Сулержицкий на людей, входивших с ним в партнерство (на К. С. в том числе), всего убедительнее воздействовал тем, как жил и что делал. То есть воздействовал в самом прямом, от корня смысле. Воздействовал тем, как, с какой мыслью, с каким чувством действовал.

К становящейся «системе» это имеет касательство самое живое.

Главы о Сулержицком в «Моей жизни в искусстве» – в центре рассказа.

Станиславский в своей книге говорит, что первые шаги к «системе» – к распознанию источников творческой энергии актера и ее природы, к установлению условий, в которых эта энергия пробуждается и приводит в действие физический аппарат человека, на сцене обреченного на публичность созидания, – заставила сделать тогдашняя «новая драма», шире – тогдашнее «новое искусство», задачи символизма.

В русском издании «Моей жизни…» с терминологией соблюдали осторожность. Останавливались на слове «сверхсознание»: «Только тогда, когда духовная и физическая жизнь артиста на сцене развивается натурально, естественно, нормально, по законам самой природы, – сверхсознательное выходит из своих тайников. Малейшее насилие над природой – и сверхсознательное прячется» (К. С. поясняет: «спасается»)[41].

По всем данным Судержицкий – последний человек, кого можно привлечь к опытам К. С. с символизмом.

«Представьте себе маленького человечка с коротенькими ногами, с крепким телосложением, с большой физической силой, с красивым одухотворенным, всегда оживленным лицом, с ясными, смеющимися глазами, с изящными губами, усиками и бородкой à la Henri Quatre»[42]. Жизненный опыт бурлака, матроса, служба у черта на рогах. Отличные умелые руки – любую крестьянскую работу может. Лев Толстой знал, кого просить, чтоб взялся за переселение мужиков-духоборов, Сулержицкий и через океан их сопроводит в Канаду (знает английский), и там поможет обжиться. Сам освоить может любое дело, в Художественном театре образцово наладит осветительную часть. Большой навык ухода за больными, на русско-японскую войну предлагает себя санитаром. Когда в 1910 году К. С. летом заболеет тифом и воспалением легких, Сулер в Кисловодск приедет и тяжело больного выходит.

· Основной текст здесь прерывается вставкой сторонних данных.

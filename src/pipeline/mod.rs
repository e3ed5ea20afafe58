//! Create / update / delete of marks against the remote API

mod mutations;
mod types;

pub use mutations::{created_mark, execute, MutationPipeline};
pub use types::{MarkKey, Mutation, MutationKind, MutationOutcome, MutationRequest, MutationResponse, PipelineError, Ticket};
//! Marks: highlights and bookmarks anchored by CFI
//!
//! - `types`: the mark data model and its JSON shape
//! - `store`: the reader's in-memory mirror of a book's marks

mod store;
mod types;

pub use store::AnnotationStore;
pub use types::{color_field, Color, EditorValue, Mark, MarkFields, MarkId, MarkType, UnknownVariant};
//! Mark API routes
//!
//! Every response wraps its payload in `{ "data": ... }`. Mutations answer
//! with the affected mark's identifier.

use axum::{
    extract::State,
    routing::{get, post},
    Json, Router,
};

use crate::annotations::{Mark, MarkFields, MarkId};
use crate::api::{ApiResponse, DestroyMarkParams, MarkQuery, UpdateMarkParams};
use crate::db::MarkRepository;
use crate::error::{AppError, Result};
use crate::state::AppState;

use super::{AppJson, AppQuery};

/// Create the marks router
pub fn router() -> Router<AppState> {
    Router::new()
        .route("/", get(list_marks))
        .route("/create", post(create_mark))
        .route("/update", post(update_mark))
        .route("/destroy", post(destroy_mark))
}

fn require_book(book_id: &str) -> Result<()> {
    if book_id.trim().is_empty() {
        return Err(AppError::BadRequest("bookId is required".to_string()));
    }
    Ok(())
}

/// List marks, optionally by book and type
async fn list_marks(
    State(state): State<AppState>,
    AppQuery(query): AppQuery<MarkQuery>,
) -> Result<Json<ApiResponse<Vec<Mark>>>> {
    let repo = MarkRepository::new(state.db());
    let marks = repo.list(query.book_id.as_deref(), query.mark_type).await?;
    Ok(Json(ApiResponse::new(marks)))
}

/// Create a mark
async fn create_mark(
    State(state): State<AppState>,
    AppJson(fields): AppJson<MarkFields>,
) -> Result<Json<ApiResponse<MarkId>>> {
    require_book(&fields.book_id)?;
    let repo = MarkRepository::new(state.db());
    let mark = repo.create(&fields).await?;
    Ok(Json(ApiResponse::new(mark.id)))
}

/// Replace a mark's fields
async fn update_mark(
    State(state): State<AppState>,
    AppJson(params): AppJson<UpdateMarkParams>,
) -> Result<Json<ApiResponse<MarkId>>> {
    require_book(&params.fields.book_id)?;
    let repo = MarkRepository::new(state.db());
    let mark = repo
        .update(params.id.as_str(), &params.fields.book_id, &params.fields)
        .await?
        .ok_or_else(|| {
            tracing::warn!("Update of missing mark {}", params.id);
            AppError::NotFound(format!("Mark not found: {}", params.id))
        })?;
    Ok(Json(ApiResponse::new(mark.id)))
}

/// Delete a mark
async fn destroy_mark(
    State(state): State<AppState>,
    AppJson(params): AppJson<DestroyMarkParams>,
) -> Result<Json<ApiResponse<MarkId>>> {
    let repo = MarkRepository::new(state.db());
    if !repo.delete(params.id.as_str(), &params.book_id).await? {
        tracing::warn!("Delete of missing mark {} in book {}", params.id, params.book_id);
        return Err(AppError::NotFound(format!("Mark not found: {}", params.id)));
    }
    Ok(Json(ApiResponse::new(params.id)))
}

Если заглянуть в паспорт – «житомирский мещанин».

То есть ни малейшей предрасположенности к «измам».

Выбор Станиславского между тем безошибочен. Сулержицкий – тот именно человек, который нужен, если твоя цель – дать работать самой природе, создать условия для природы. Станиславскому верится, что способность к творчеству у человека врожденная. Но нам мешают, и мы сами себе мешаем. Мы вымогаем у своей творческой природы ей чужое, заставляем ее врать. Она спасается от лжи и насилия.

Вся не вполне оседлая деятельность доброго человека Сулержицкого только к тому и направлена: чтоб не было насилия. Чтоб вообще в жизни – не только на сцене – не только началу сверхсознательному, но вообще лучшему в человеке – не таиться, не спасаться.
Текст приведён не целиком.